Exercise details — From the records below, report the number of lines that contain "RetainConfig", and add nothing.

Collected data entries
//! Configuration schema for depot
//!
//! Configuration is stored at `~/.config/depot/config.toml`

use serde::{Deserialize, Serialize};
use std::path::PathBuf;

/// Root configuration structure
#[derive(Debug, Clone, Default, Serialize, Deserialize)]
#[serde(default)]
pub struct Config {
    /// General settings
    pub general: GeneralConfig,

    /// Timed-retention settings
    pub retain: RetainConfig,

    /// Remote fetch retry policy
    pub retry: RetryConfig,

    /// Pack source settings
    pub source: SourceConfig,
}

/// General application settings
#[derive(Debug, Clone, Serialize, Deserialize)]
#[serde(default)]
pub struct GeneralConfig {
    /// Enable verbose logging
    pub verbose: bool,

    /// Log format: "text" or "json"
    pub log_format: String,
}

impl Default for GeneralConfig {
    fn default() -> Self {
        Self {
            verbose: false,
            log_format: "text".to_string(),
        }
    }
}

/// Timed-retention policy
///
/// A cache entry whose refcount reaches zero is parked in the retained
/// stage for the configured duration instead of being evicted outright.
/// Any new acquisition before expiry cancels the eviction without a
/// reload. With `enabled = false`, refcount-zero entries are marked for
/// eviction immediately.
#[derive(Debug, Clone, Serialize, Deserialize)]
#[serde(default)]
pub struct RetainConfig {
    /// Keep zero-refcount entries alive for a while
    pub enabled: bool,

    /// How long a zero-refcount pack lingers, in seconds
    pub pack_seconds: f64,

    /// How long a zero-refcount item lingers, in seconds
    pub item_seconds: f64,
}

impl Default for RetainConfig {
    fn default() -> Self {
        Self {
            enabled: true,
            pack_seconds: 30.0,
            item_seconds: 10.0,
        }
    }
}

/// Retry policy for remote fetches
///
/// The delay is fixed between attempts, not exponential. Each attempt
/// consumes one unit of the retry budget.
#[derive(Debug, Clone, Serialize, Deserialize)]
#[serde(default)]
pub struct RetryConfig {
    /// Maximum number of attempts for one fetch
    pub max_retries: u32,

    /// Fixed pause between attempts, in seconds
    pub delay_seconds: f64,

    /// Per-request timeout, in seconds
    pub timeout_seconds: f64,
}

impl Default for RetryConfig {
    fn default() -> Self {
        Self {
            max_retries: 3,
            delay_seconds: 1.0,
            timeout_seconds: 30.0,
        }
    }
}

/// Where pack images are fetched from
#[derive(Debug, Clone, Serialize, Deserialize)]
#[serde(default)]
pub struct SourceConfig {
    /// Root directory for local pack files
    pub root: PathBuf,

    /// Base URL for remote packs; non-empty selects the remote strategy
    pub base_url: String,
}

impl Default for SourceConfig {
    fn default() -> Self {
        Self {
            root: PathBuf::from("packs"),
            base_url: String::new(),
        }
    }
}

impl SourceConfig {
    /// Whether packs are fetched over HTTP rather than from disk
    pub fn is_remote(&self) -> bool {
        !self.base_url.is_empty()
    }
}
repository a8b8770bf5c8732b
//! Command-line interface

pub mod args;
pub mod commands;

pub use args::{Cli, Commands};
//! Remote pack fetch strategy over HTTP
//!
//! Uses a blocking HTTP client driven from `spawn_blocking`, wrapped in
//! the fixed-delay retry loop. Failures are split retryable vs fatal by
//! the injected classifier; 5xx and 429 retry, other statuses do not.

use crate::config::schema::RetryConfig;
use crate::error::{DepotError, DepotResult};
use crate::loader::retry::{default_classifier, with_retry, RetryClassifier};
use crate::loader::{verify_checksum, PackLoader, Priority, Uri};
use crate::manifest::PackDescriptor;
use async_trait::async_trait;
use std::time::Duration;
use tracing::debug;

/// Fetches pack images from an HTTP(S) source with retry
pub struct RemoteLoader {
    agent: ureq::Agent,
    retry: RetryConfig,
    classifier: RetryClassifier,
}

impl RemoteLoader {
    pub fn new(retry: RetryConfig) -> Self {
        let config = ureq::Agent::config_builder()
            .timeout_global(Some(Duration::from_secs_f64(
                retry.timeout_seconds.max(0.1),
            )))
            .http_status_as_error(false)
            .build();

        Self {
            agent: config.new_agent(),
            retry,
            classifier: default_classifier(),
        }
    }

    /// Replace the retryable-vs-fatal classifier
    pub fn with_classifier(mut self, classifier: RetryClassifier) -> Self {
        self.classifier = classifier;
        self
    }

    fn blocking_fetch(agent: &ureq::Agent, url: &str) -> DepotResult<Vec<u8>> {
        let mut response = agent
            .get(url)
            .call()
            .map_err(|e| DepotError::network(url, e.to_string()))?;

        let status = response.status().as_u16();
        if !(200..300).contains(&status) {
            return Err(DepotError::HttpStatus {
                url: url.to_string(),
                status,
            });
        }

        response
            .body_mut()
            .read_to_vec()
            .map_err(|e| DepotError::network(url, e.to_string()))
    }
}

#[async_trait]
impl PackLoader for RemoteLoader {
    async fn fetch_pack(
        &self,
        descriptor: &PackDescriptor,
        uri: &Uri,
        _priority: Priority,
    ) -> DepotResult<Vec<u8>> {
        let Uri::Http(url) = uri else {
            return Err(DepotError::Internal(format!(
                "remote loader given non-http uri {uri}"
            )));
        };

        debug!(pack = %descriptor.id, url, "downloading pack image");
        let bytes = with_retry(&self.retry, &self.classifier, |_attempt| {
            let agent = self.agent.clone();
            let url = url.clone();
            async move {
                tokio::task::spawn_blocking(move || Self::blocking_fetch(&agent, &url))
                    .await
                    .map_err(|e| DepotError::Internal(format!("fetch task failed: {e}")))?
            }
        })
        .await?;

        verify_checksum(descriptor, &bytes)?;
        Ok(bytes)
    }

    fn strategy_name(&self) -> &'static str {
        "remote"
    }
}

#[cfg(test)]
mod tests {
    use super::*;

    #[tokio::test]
    async fn rejects_file_uri() {
        let loader = RemoteLoader::new(RetryConfig::default());
        let descriptor = PackDescriptor {
            id: "p".to_string(),
            path: "p.pack".to_string(),
            items: vec![],
            dependencies: vec![],
            sha256: None,
        };
        let err = loader
            .fetch_pack(
                &descriptor,
                &Uri::File("p.pack".into()),
                Priority::Normal,
            )
            .await
            .unwrap_err();
        assert!(matches!(err, DepotError::Internal(_)));
    }
}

Completed task — 3